I have never been a fan of mechanical broadheads.  I tried the original Rage 2-blade, but just could not get over the blade locking mechanism and it drove me nuts having the blades deploy in my quiver.  I decided to give the new Rage X-Treme a shot and I have been thoroughly impressed with the new locking design.  The blades lock down firmly and do not deploy in my quiver anymore.  I was blessed to harvest a doe on 9/19 with the Rage X-Treme and was amazed at the amount of trauma the broadhead caused.  She didn't make it more than 15 seconds after the shot (about 25 yards from the shot) and piled up.  As an outdoorsman I want the most humane harvest possible, which I will say the rage X-treme provided.

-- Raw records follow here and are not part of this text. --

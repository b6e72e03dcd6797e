#![cfg(test)]

use crate::access::Role;
use crate::test_helpers::*;
use bonding_errors::BondingError;
use soroban_sdk::testutils::Address as _;
use soroban_sdk::{vec, Address, Env, InvokeError};

fn rejected_paused<T>(result: Result<T, Result<BondingError, InvokeError>>) -> bool {
    matches!(result, Err(Ok(BondingError::ContractPaused)))
}

#[test]
fn test_pause_blocks_position_changes_but_allows_reads() {
    let e = Env::default();
    let carol = Address::generate(&e);
    let s = setup_with(&e, vec![&e, legacy_entry(&carol, PRINCIPAL, 1)], REWARD_PER_BLOCK);
    let id = s.client.deposit(&s.alice, &PRINCIPAL, &1);
    advance(&e, BLOCKS_PER_WEEK as u32);

    assert!(!s.client.is_paused());
    s.client.pause(&s.owner);
    assert!(s.client.is_paused());

    assert!(rejected_paused(s.client.try_deposit(&s.alice, &PRINCIPAL, &1)));
    assert!(rejected_paused(s.client.try_add_liquidity(&s.alice, &id, &1)));
    assert!(rejected_paused(s.client.try_remove_liquidity(&s.alice, &id, &1)));
    assert!(rejected_paused(s.client.try_claim_rewards(&s.alice, &id)));
    assert!(rejected_paused(s.client.try_transfer_position(&s.alice, &id, &s.bob)));
    assert!(rejected_paused(s.client.try_migrate(&carol)));

    // Reads still work.
    assert_eq!(s.client.get_position(&id).principal, PRINCIPAL);
    assert!(s.client.pending_reward(&id) > 0);

    s.client.unpause(&s.owner);
    assert!(!s.client.is_paused());
    s.client.claim_rewards(&s.alice, &id);
    s.client.migrate(&carol);
}

#[test]
fn test_pause_blocks_authority_paths() {
    let e = Env::default();
    let s = setup(&e);
    s.client.grant_role(&s.owner, &Role::MinterAuthority, &s.owner);
    s.client.grant_role(&s.owner, &Role::BurnerAuthority, &s.owner);
    let id = s.client.deposit(&s.alice, &PRINCIPAL, &1);
    s.client.pause(&s.owner);

    assert!(rejected_paused(s.client.try_mint_position(&s.owner, &s.bob, &PRINCIPAL, &1)));
    assert!(rejected_paused(s.client.try_burn_position(&s.owner, &id)));
}

#[test]
fn test_pause_state_errors() {
    let e = Env::default();
    let s = setup(&e);

    assert_eq!(
        s.client.try_unpause(&s.owner),
        Err(Ok(BondingError::NotPaused))
    );
    s.client.pause(&s.owner);
    assert_eq!(
        s.client.try_pause(&s.owner),
        Err(Ok(BondingError::ContractPaused))
    );
}

#[test]
fn test_pause_requires_manager() {
    let e = Env::default();
    let s = setup(&e);

    assert_eq!(
        s.client.try_pause(&s.alice),
        Err(Ok(BondingError::Unauthorized))
    );
    s.client.pause(&s.owner);
    assert_eq!(
        s.client.try_unpause(&s.alice),
        Err(Ok(BondingError::Unauthorized))
    );
}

Immediately after impact I was able to see that the doe begin to bleed and she crashed shortly after.  The blood trail was VERY easy to follow, i'm convinced Stevie Wonder could have followed that blood trail.  All in all, I'm sold.  As soon as Rage adjusts the ferrule to fit the FMJ, they will be my go to mechanical.

Pros:
Blade locking system
VERY SHARP blades from the factory

Cons:
Will not fit the FMJ 340 shaft.  The ferrule is simply too large.  I will measure it to see how much needs to be shaved off to fit,but in the spirit of the test I switch back to my Victory Arrows for this test.







Close-up of exit wound


----------



## godogs57 (Oct 14, 2012)

Here's rather graphic proof the Rage Extreme works...it's nasty!


----------



## UK bowhunter (Oct 14, 2012)

godogs57 said:


> Here's rather graphic proof the Rage Extreme works...it's nasty!



Good Lawd.......Now that is some inflicted damage right there.... Congrats!!!


----------



## work2play (Oct 14, 2012)

Rage raised the bar with these, awesome heads.


----------



## godogs57 (Oct 15, 2012)

So what is the difference? Is it just 2" vs 2.3" or is there a mechanical difference?


----------